→ Work item
In the records that follow, the lines from the one containing "async fn discover(&self)" to the one containing "if i + 1 < self.max_retry.max(1)", inclusive, are to be given again exactly.

[Information provided]

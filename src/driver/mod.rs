//! Driver abstraction (§4.7): every LED hardware backend implements
//! [`Driver`]. `InstanceManager` owns exactly one driver per instance and
//! drives it through `open`/`write`/`close`; the retry policy in this
//! module wraps any driver's fallible calls with the backoff/`maxRetry`
//! rule common to all of them.

pub mod hue;
pub mod http;
#[cfg(feature = "serial-driver")]
pub mod serial;
pub mod udp;
pub mod yeelight;

use std::time::Duration;

use async_trait::async_trait;

use crate::color::ColorRgb;
use crate::error::{HyperError, Result};

/// Snapshot of a driver's on/off state, saved before taking over a device
/// and restored on shutdown (§4.7 `storeState`/`restoreState`).
#[derive(Clone, Debug, Default)]
pub struct DeviceState {
    pub powered_on: bool,
    pub extra: Vec<u8>,
}

/// Static identification a driver reports for diagnostics (§4.7
/// `getProperties`).
#[derive(Clone, Debug, Default)]
pub struct DriverProperties {
    pub name: String,
    pub firmware: Option<String>,
    pub led_count: Option<u32>,
}

/// A LED hardware backend. All methods are fallible and asynchronous: even
/// "local" transports (UDP, serial) go through tokio so a slow device never
/// blocks a worker thread.
#[async_trait]
pub trait Driver: Send + Sync {
    /// One-time setup after construction, before `open` (§4.7 `init`).
    async fn init(&mut self) -> Result<()> {
        Ok(())
    }

    /// Establish the connection/session. Must be idempotent: calling it
    /// again on an already-open driver is a no-op.
    async fn open(&mut self) -> Result<()>;

    async fn close(&mut self) -> Result<()>;

    /// Turn the device fully off/on without closing the session.
    async fn switch_on(&mut self) -> Result<()> {
        Ok(())
    }
    async fn switch_off(&mut self) -> Result<()> {
        Ok(())
    }

    async fn store_state(&mut self) -> Result<DeviceState> {
        Ok(DeviceState::default())
    }
    async fn restore_state(&mut self, _state: DeviceState) -> Result<()> {
        Ok(())
    }

    /// Write one frame. Implementations should treat a too-frequent write
    /// as `HyperError::DeviceQuota`, not a hard failure.
    async fn write(&mut self, colors: &[ColorRgb]) -> Result<()>;

    /// Best-effort network discovery; drivers with no broadcast mechanism
    /// just return an empty list.
    async fn discover(&self) -> Result<Vec<String>> {
        Ok(Vec::new())
    }

    async fn get_properties(&self) -> DriverProperties {
        DriverProperties::default()
    }

    /// Flash the device in an attention-grabbing way to help a user find
    /// it; a no-op default for hardware with no such feature.
    async fn identify(&mut self) -> Result<()> {
        Ok(())
    }
}

/// Backoff/`maxRetry` policy shared by every driver's connect loop (§4.7,
/// §8 scenario 5: "3 connect attempts at 3s intervals, then `Errored`").
#[derive(Clone, Copy, Debug)]
pub struct RetryPolicy {
    pub max_retry: u32,
    pub backoff: Duration,
}

impl RetryPolicy {
    pub fn new(max_retry: u32, backoff: Duration) -> Self {
        RetryPolicy { max_retry, backoff }
    }

    /// Run `attempt` up to `max_retry` times, sleeping `backoff` between
    /// tries. Returns the last error if every attempt failed. Stops early
    /// on a non-recoverable error from the final attempt only; earlier
    /// attempts always retry regardless of error kind, since a single
    /// transient failure at connect time shouldn't be distinguished from a
    /// fatal one until the budget is exhausted.
    pub async fn run<F, Fut>(&self, mut attempt: F) -> Result<()>
    where
        F: FnMut() -> Fut,
        Fut: std::future::Future<Output = Result<()>>,
    {
        let mut last_err = HyperError::internal("retry policy invoked with max_retry=0");
        for i in 0..self.max_retry.max(1) {
            match attempt().await {
                Ok(()) => return Ok(()),
                Err(e) => {
                    last_err = e;
                    if i + 1 < self.max_retry.max(1) {
                        tokio::time::sleep(self.backoff).await;
                    }
                }
            }
        }
        Err(last_err)
    }
}

#[cfg(test)]
mod tests {
    use super::*;
    use std::sync::atomic::{AtomicU32, Ordering};

    #[tokio::test]
    async fn retry_policy_gives_up_after_max_retry() {
        let attempts = AtomicU32::new(0);
        let policy = RetryPolicy::new(3, Duration::from_millis(1));
        let result = policy
            .run(|| {
                attempts.fetch_add(1, Ordering::SeqCst);
                async { Err::<(), _>(HyperError::TransientIo("unreachable".into())) }
            })
            .await;
        assert!(result.is_err());
        assert_eq!(attempts.load(Ordering::SeqCst), 3);
    }

    #[tokio::test]
    async fn retry_policy_stops_on_first_success() {
        let attempts = AtomicU32::new(0);
        let policy = RetryPolicy::new(3, Duration::from_millis(1));
        let result = policy
            .run(|| {
                let n = attempts.fetch_add(1, Ordering::SeqCst);
                async move { if n == 0 { Ok(()) } else { Err(HyperError::internal("x")) } }
            })
            .await;
        assert!(result.is_ok());
        assert_eq!(attempts.load(Ordering::SeqCst), 1);
    }
}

[/Information provided]

→ Exercise answer
    async fn discover(&self) -> Result<Vec<String>> {
        Ok(Vec::new())
    }

    async fn get_properties(&self) -> DriverProperties {
        DriverProperties::default()
    }

    /// Flash the device in an attention-grabbing way to help a user find
    /// it; a no-op default for hardware with no such feature.
    async fn identify(&mut self) -> Result<()> {
        Ok(())
    }
}

/// Backoff/`maxRetry` policy shared by every driver's connect loop (§4.7,
/// §8 scenario 5: "3 connect attempts at 3s intervals, then `Errored`").
#[derive(Clone, Copy, Debug)]
pub struct RetryPolicy {
    pub max_retry: u32,
    pub backoff: Duration,
}

impl RetryPolicy {
    pub fn new(max_retry: u32, backoff: Duration) -> Self {
        RetryPolicy { max_retry, backoff }
    }

    /// Run `attempt` up to `max_retry` times, sleeping `backoff` between
    /// tries. Returns the last error if every attempt failed. Stops early
    /// on a non-recoverable error from the final attempt only; earlier
    /// attempts always retry regardless of error kind, since a single
    /// transient failure at connect time shouldn't be distinguished from a
    /// fatal one until the budget is exhausted.
    pub async fn run<F, Fut>(&self, mut attempt: F) -> Result<()>
    where
        F: FnMut() -> Fut,
        Fut: std::future::Future<Output = Result<()>>,
    {
        let mut last_err = HyperError::internal("retry policy invoked with max_retry=0");
        for i in 0..self.max_retry.max(1) {
            match attempt().await {
                Ok(()) => return Ok(()),
                Err(e) => {
                    last_err = e;
                    if i + 1 < self.max_retry.max(1) {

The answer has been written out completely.